Things I wish I want from a business rules engine:
- Ability to have state variables across the workflow that the stages can set (for navigation, you might use this to set the step's display name, icon, and which page it is tied to)
- Ability to branch based on some business logic. Our current system lets you bind to a property in your code, which is how the commerce checkout app goes to the credit card page if you choose "Credit Card" on the payment types page. But I want to be able to extend the workflow without modifying the code.
- Complex branching and looping. We can branch with our current system, but its fairly crude and we can't loop.
Why loop? If you've used MSN Messenger and you've ever added a contact, you will see it go through and ask for an email address. At the end you can tell it you want to add another contact, and it goes around again. Thats a useful feature as it allows you to extend the navigation support beyond straight sequencing. - It would be cool if it could call methods in our code, so we could use the system to orchestrate complex business logic.
- I want to focus on a standard that already exists because I don't want to write tools to manage it. We're trying to solve a business process and speed our development. We're not a tools vendor and its not a great idea to spend 6 months going off writing a Visio-like designer to solve this problem.
- My last one is a soft requirement - Ideally the system would take my workflow/orchestration and compile it to a .NET assembly so that any code and callbacks into our business logic is early-bound and running as native code (not being interpreted).
Next I looked at BPXL from BPMI.org. I need to get more detail on this, but it appears to provide extensions to BPEL that might make it more useful to us. But their web site is pretty vague, and I didn't necessarily want to register for more info to have some vendor start calling me day and night.
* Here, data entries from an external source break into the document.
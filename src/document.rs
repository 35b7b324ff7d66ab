//! The scene document: owner of every object, identity, lookup and picking

use std::ops::RangeInclusive;

use glam::DVec2;

use crate::geometry::close_to_vector;
use crate::model::{
    Arc, Compound, Ellipse, KindMask, Object, ObjectId, Polyline, Shape, Spline, Text,
};
use crate::types::Point;

/// Which objects a search may return
#[derive(Debug, Clone, PartialEq, Eq, Default)]
pub struct Filter {
    pub mask: KindMask,
    /// Active depth range; `None` accepts every depth
    pub depths: Option<RangeInclusive<i32>>,
}

impl Filter {
    pub fn new(mask: KindMask) -> Self {
        Self { mask, depths: None }
    }

    pub fn with_depths(mut self, depths: RangeInclusive<i32>) -> Self {
        self.depths = Some(depths);
        self
    }

    pub fn matches(&self, object: &Object) -> bool {
        self.mask.contains(object.kind())
            && self
                .depths
                .as_ref()
                .is_none_or(|range| range.contains(&object.depth()))
    }
}

/// Resumable state of a pick search.
///
/// Repeated picks at the same spot can step through overlapping objects by
/// setting `continue_from_last`; each caller owns its own cursor, so any
/// number of searches may be in flight.
#[derive(Debug, Clone, Default)]
pub struct SearchCursor {
    pub filter: Filter,
    /// Resume after the previous match instead of starting over
    pub continue_from_last: bool,
    position: usize,
}

impl SearchCursor {
    pub fn new(filter: Filter) -> Self {
        Self {
            filter,
            continue_from_last: false,
            position: 0,
        }
    }

    pub fn continuing(mut self) -> Self {
        self.continue_from_last = true;
        self
    }

    pub fn reset(&mut self) {
        self.position = 0;
    }
}

/// A point given either by coordinates or by reference to an object's point
#[derive(Debug, Clone, Copy, PartialEq, Eq)]
pub enum PointRef {
    Coord(Point),
    /// Vertex `index` of a polyline (or control point of a spline)
    Vertex { object: ObjectId, index: usize },
    /// Defining point `index` (0..3) of an arc
    ArcPoint { object: ObjectId, index: usize },
}

impl From<Point> for PointRef {
    fn from(p: Point) -> Self {
        PointRef::Coord(p)
    }
}

/// Every object of a figure, top level first, compounds nesting the rest
#[derive(Debug, Clone, Default)]
pub struct Document {
    objects: Vec<Object>,
    next_id: u64,
}

impl Document {
    pub fn new() -> Self {
        Self::default()
    }

    /// Add an object, assigning fresh ids to it and to every nested member
    pub fn insert(&mut self, object: impl Into<Object>) -> ObjectId {
        let mut object = object.into();
        self.assign_ids(&mut object);
        let id = object.id();
        crate::log::debug!(%id, kind = %object.kind(), "insert");
        self.objects.push(object);
        id
    }

    fn assign_ids(&mut self, object: &mut Object) {
        self.next_id += 1;
        object.set_id(ObjectId(self.next_id));
        if let Object::Compound(c) = object {
            for member in c.objects_mut() {
                self.assign_ids(member);
            }
        }
    }

    /// Remove a top-level object
    pub fn delete(&mut self, id: ObjectId) -> Option<Object> {
        let index = self.objects.iter().position(|o| o.id() == id)?;
        crate::log::debug!(%id, "delete");
        Some(self.objects.remove(index))
    }

    /// Look an object up anywhere, including inside compounds
    pub fn get(&self, id: ObjectId) -> Option<&Object> {
        self.objects
            .iter()
            .flat_map(Object::walk)
            .find(|o| o.id() == id)
    }

    pub fn contains(&self, id: ObjectId) -> bool {
        self.get(id).is_some()
    }

    pub fn objects(&self) -> &[Object] {
        &self.objects
    }

    pub fn len(&self) -> usize {
        self.objects.len()
    }

    pub fn is_empty(&self) -> bool {
        self.objects.is_empty()
    }

    /// Top-level objects accepted by `filter`
    pub fn filtered<'a>(&'a self, filter: &'a Filter) -> impl Iterator<Item = &'a Object> + 'a {
        self.objects.iter().filter(move |o| filter.matches(o))
    }

    pub fn polylines(&self) -> impl Iterator<Item = &Polyline> {
        self.objects.iter().filter_map(|o| match o {
            Object::Polyline(l) => Some(l),
            _ => None,
        })
    }

    pub fn arcs(&self) -> impl Iterator<Item = &Arc> {
        self.objects.iter().filter_map(|o| match o {
            Object::Arc(a) => Some(a),
            _ => None,
        })
    }

    pub fn ellipses(&self) -> impl Iterator<Item = &Ellipse> {
        self.objects.iter().filter_map(|o| match o {
            Object::Ellipse(e) => Some(e),
            _ => None,
        })
    }

    pub fn splines(&self) -> impl Iterator<Item = &Spline> {
        self.objects.iter().filter_map(|o| match o {
            Object::Spline(s) => Some(s),
            _ => None,
        })
    }

    pub fn texts(&self) -> impl Iterator<Item = &Text> {
        self.objects.iter().filter_map(|o| match o {
            Object::Text(t) => Some(t),
            _ => None,
        })
    }

    pub fn compounds(&self) -> impl Iterator<Item = &Compound> {
        self.objects.iter().filter_map(|o| match o {
            Object::Compound(c) => Some(c),
            _ => None,
        })
    }

    /// The next top-level object accepted by the cursor's filter whose outline
    /// passes within `tol` of `p`. The search wraps around once.
    pub fn find_near(&self, cursor: &mut SearchCursor, p: Point, tol: f64) -> Option<&Object> {
        let len = self.objects.len();
        if len == 0 {
            return None;
        }
        let start = if cursor.continue_from_last {
            cursor.position % len
        } else {
            0
        };
        let target = p.to_vec();
        for step in 0..len {
            let index = (start + step) % len;
            let object = &self.objects[index];
            if cursor.filter.matches(object) && outline_near(object, target, tol) {
                cursor.position = index + 1;
                return Some(object);
            }
        }
        None
    }

    /// Resolve a point reference to coordinates
    pub fn resolve(&self, point: &PointRef) -> Option<Point> {
        match *point {
            PointRef::Coord(p) => Some(p),
            PointRef::Vertex { object, index } => match self.get(object)? {
                Object::Polyline(l) => l.points().get(index).copied(),
                Object::Spline(s) => s.control_points().get(index).copied(),
                _ => None,
            },
            PointRef::ArcPoint { object, index } => match self.get(object)? {
                Object::Arc(a) => a.points().get(index).copied(),
                _ => None,
            },
        }
    }
}

fn path_near(points: &[Point], p: DVec2, tol: f64) -> bool {
    match points {
        [] => false,
        [only] => only.to_vec().distance(p) <= tol,
        _ => points
            .windows(2)
            .any(|w| close_to_vector(w[0].to_vec(), w[1].to_vec(), p, tol)),
    }
}

fn outline_near(object: &Object, p: DVec2, tol: f64) -> bool {
    match object {
        Object::Polyline(l) => path_near(l.points(), p, tol),
        Object::Spline(s) => path_near(s.control_points(), p, tol),
        Object::Arc(a) => {
            let offset = p - a.center();
            let r = a.radius();
            if (offset.length() - r).abs() > tol {
                return false;
            }
            let on_circle = a.center() + offset.normalize_or_zero() * r;
            a.contains(on_circle)
        }
        Object::Ellipse(e) => {
            let frame = e.frame();
            let local = frame.to_local(p);
            let scaled = (local / frame.radii).length();
            if !scaled.is_finite() || scaled == 0.0 {
                return false;
            }
            frame.to_world(local / scaled).distance(p) <= tol
        }
        Object::Text(t) => t.bbox().inflate(tol.ceil() as i32).contains(Point::from_vec(p)),
        Object::Compound(c) => c.objects().iter().any(|o| outline_near(o, p, tol)),
    }
}
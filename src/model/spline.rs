//! Splines, stored as their control points only

use glam::DVec2;

use crate::errors::ModelError;
use crate::types::{BBox, Point};

use super::{ObjectId, ObjectKind, Shape, Style};

#[derive(Debug, Clone, PartialEq)]
pub struct Spline {
    pub id: ObjectId,
    pub depth: i32,
    pub style: Style,
    closed: bool,
    points: Vec<Point>,
}

impl Spline {
    pub fn new(points: Vec<Point>, closed: bool) -> Result<Self, ModelError> {
        let needed = if closed { 3 } else { 2 };
        if points.len() < needed {
            return Err(ModelError::TooFewPoints {
                what: "spline",
                needed,
                got: points.len(),
            });
        }
        Ok(Self {
            id: ObjectId::UNASSIGNED,
            depth: 50,
            style: Style::default(),
            closed,
            points,
        })
    }

    pub fn with_style(mut self, style: Style) -> Self {
        self.style = style;
        self
    }

    pub fn is_closed(&self) -> bool {
        self.closed
    }

    pub fn control_points(&self) -> &[Point] {
        &self.points
    }

    /// Mean of the control points
    pub fn centroid(&self) -> DVec2 {
        let sum: DVec2 = self.points.iter().map(|p| p.to_vec()).sum();
        sum / self.points.len() as f64
    }
}

impl Shape for Spline {
    fn id(&self) -> ObjectId {
        self.id
    }

    fn set_id(&mut self, id: ObjectId) {
        self.id = id;
    }

    fn kind(&self) -> ObjectKind {
        ObjectKind::Spline
    }

    fn depth(&self) -> i32 {
        self.depth
    }

    /// The control polygon's box, which always contains the curve
    fn bbox(&self) -> BBox {
        BBox::from_points(&self.points)
    }

    fn style(&self) -> &Style {
        &self.style
    }
}
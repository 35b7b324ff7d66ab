//! Three-point circular arcs

use std::f64::consts::FRAC_PI_2;

use glam::DVec2;

use crate::defaults::ON_ARC_TOLERANCE;
use crate::errors::ModelError;
use crate::geometry::{
    EllipseFrame, compute_arccenter, compute_direction, cross3, normalize_angle, screen_angle,
};
use crate::types::{BBox, Direction, Point, SCREEN};

use super::{ObjectId, ObjectKind, Shape, Style};

#[derive(Debug, Clone, Copy, PartialEq, Eq, Hash)]
pub enum ArcKind {
    /// An open arc; may carry arrowheads
    Open,
    /// Closed through the center; never carries arrowheads
    PieWedge,
}

/// A circular arc through a start point, an interior point and an end point.
///
/// The center and turning direction are derived from the three points and
/// are only ever recomputed together with them.
#[derive(Debug, Clone, PartialEq)]
pub struct Arc {
    pub id: ObjectId,
    pub depth: i32,
    style: Style,
    kind: ArcKind,
    points: [Point; 3],
    center: DVec2,
    direction: Direction,
}

impl Arc {
    /// Build an arc from its three defining points.
    ///
    /// Fails when the points coincide or are collinear.
    pub fn new(kind: ArcKind, points: [Point; 3]) -> Result<Self, ModelError> {
        let [p0, p1, p2] = points.map(Point::to_vec);
        let center = compute_arccenter(p0, p1, p2)?;
        let direction = compute_direction(p0, p1, p2);
        Ok(Self::from_raw(kind, points, center, direction))
    }

    /// A piece of `parent` spanning `points`, which must lie on the parent's
    /// circle. The parent's center and direction are kept as-is so rounding of
    /// the new points cannot drift the circle.
    pub fn split_from(parent: &Arc, points: [Point; 3]) -> Self {
        Self::from_raw(parent.kind, points, parent.center, parent.direction)
            .with_style(parent.style.clone())
            .with_depth(parent.depth)
    }

    /// A pie wedge of the circle around `center`
    pub(crate) fn wedge(points: [Point; 3], center: DVec2, direction: Direction) -> Self {
        Self::from_raw(ArcKind::PieWedge, points, center, direction)
    }

    fn from_raw(kind: ArcKind, points: [Point; 3], center: DVec2, direction: Direction) -> Self {
        Self {
            id: ObjectId::UNASSIGNED,
            depth: 50,
            style: Style::default(),
            kind,
            points,
            center,
            direction,
        }
    }

    /// Set the style; a pie wedge drops any arrowheads
    pub fn with_style(mut self, style: Style) -> Self {
        self.style = match self.kind {
            ArcKind::Open => style,
            ArcKind::PieWedge => style.without_arrows(),
        };
        self
    }

    pub fn with_depth(mut self, depth: i32) -> Self {
        self.depth = depth;
        self
    }

    pub fn kind(&self) -> ArcKind {
        self.kind
    }

    pub fn points(&self) -> &[Point; 3] {
        &self.points
    }

    pub fn start(&self) -> Point {
        self.points[0]
    }

    pub fn end(&self) -> Point {
        self.points[2]
    }

    pub fn center(&self) -> DVec2 {
        self.center
    }

    pub fn direction(&self) -> Direction {
        self.direction
    }

    pub fn radius(&self) -> f64 {
        self.center.distance(self.points[0].to_vec())
    }

    /// The full circle the arc lies on
    pub fn circle(&self) -> EllipseFrame {
        EllipseFrame::circle(self.center, self.radius())
    }

    /// Math-frame angle of `p` around the center
    pub fn angle_of(&self, p: DVec2) -> f64 {
        screen_angle(p - self.center)
    }

    /// Angle swept from the start, turning in the arc's direction, to `p`
    pub fn angle_from_start(&self, p: DVec2) -> f64 {
        let a0 = self.angle_of(self.points[0].to_vec());
        let a = self.angle_of(p);
        match self.direction {
            Direction::Counterclockwise => normalize_angle(a - a0),
            Direction::Clockwise => normalize_angle(a0 - a),
        }
    }

    /// Angle subtended by the arc, in `(0, 2π)`
    pub fn sweep(&self) -> f64 {
        self.angle_from_start(self.points[2].to_vec())
    }

    /// The point on the circle at `angle` (math frame)
    pub fn point_at_angle(&self, angle: f64) -> DVec2 {
        let r = self.radius();
        self.center + SCREEN.from_math(DVec2::from_angle(angle) * r)
    }

    /// The point halfway along the arc
    pub fn mid_angle_point(&self) -> DVec2 {
        let a0 = self.angle_of(self.points[0].to_vec());
        self.point_at_angle(a0 + self.direction.sign() * self.sweep() / 2.0)
    }

    /// The on-arc test for a point on the arc's circle: it belongs to the drawn
    /// arc when it lies on the same side of the start-end chord as the interior
    /// point. Points on the chord line (the endpoints) count.
    pub fn contains(&self, q: DVec2) -> bool {
        let [p0, p1, p2] = self.points.map(Point::to_vec);
        let chord = p2 - p0;
        let tol = ON_ARC_TOLERANCE * chord.length_squared().max(1.0);
        let side = cross3(p0, p2, q);
        if side.abs() <= tol {
            return true;
        }
        side.signum() == cross3(p0, p2, p1).signum()
    }

    /// Move one of the three defining points, recomputing center and direction.
    /// The arc is unchanged when the new points are degenerate.
    pub fn relocate_point(&mut self, index: usize, p: Point) -> Result<(), ModelError> {
        if index >= 3 {
            return Err(ModelError::IndexOutOfRange { index, len: 3 });
        }
        let mut points = self.points;
        points[index] = p;
        let moved = Arc::new(self.kind, points)?;
        self.points = moved.points;
        self.center = moved.center;
        self.direction = moved.direction;
        Ok(())
    }
}

impl Shape for Arc {
    fn id(&self) -> ObjectId {
        self.id
    }

    fn set_id(&mut self, id: ObjectId) {
        self.id = id;
    }

    fn kind(&self) -> ObjectKind {
        ObjectKind::Arc
    }

    fn depth(&self) -> i32 {
        self.depth
    }

    fn bbox(&self) -> BBox {
        let mut bb = BBox::from_points(&self.points);
        for quarter in 0..4 {
            let extreme = self.point_at_angle(quarter as f64 * FRAC_PI_2);
            if self.contains(extreme) {
                bb.expand_point(Point::from_vec(extreme));
            }
        }
        if self.kind == ArcKind::PieWedge {
            bb.expand_point(Point::from_vec(self.center));
        }
        bb
    }

    fn style(&self) -> &Style {
        &self.style
    }
}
Then I moved on to look at BizTalk. On an earlier trip to Microsoft I'd come across a presentation on Voyager, which was the code name for a new orchestration engine they were building, and took their XLANG/s language and built a .NET assembly from it. It appeared to do a lot of the things I needed - all of them really, and it had a great looking tool. The problem is that the generated assembly is designed to run inside the BizTalk server. Thats no good to me, as our Xanadu-based applications need to be able to run in disconnected clients.
This coming week I'll be at Oracle OpenWorld in San Francisco. Oracle has BPEL-centric tools to. But Oracle is very Java-centric and their stuff probably won't integrate at the client. But I'm willing to look at it. In fact it seems that with Microsoft building the best of other company's ideas into their products, most vendors are conent to stay in the Java world and not compete with MS on their home turf, which is a pity.
One product that is in the .NET space and may be a viable contender is Avanade's ACA.NET as from what I recall, that product has a workflow piece for controlling navigation. It'll be interesting to see how that has evolved since the last version I looked at in 2001 or so.
Worst case I'm going to end up taking a BizTalk orchestration (.ocd) file (which is hybrid XML file containing the XLANG/s flow sequence), and writing my own compiler for it that will work in the client. I'm just a little surprised other companies haven't already solved this problem (I stopped thinking we were unique some time ago).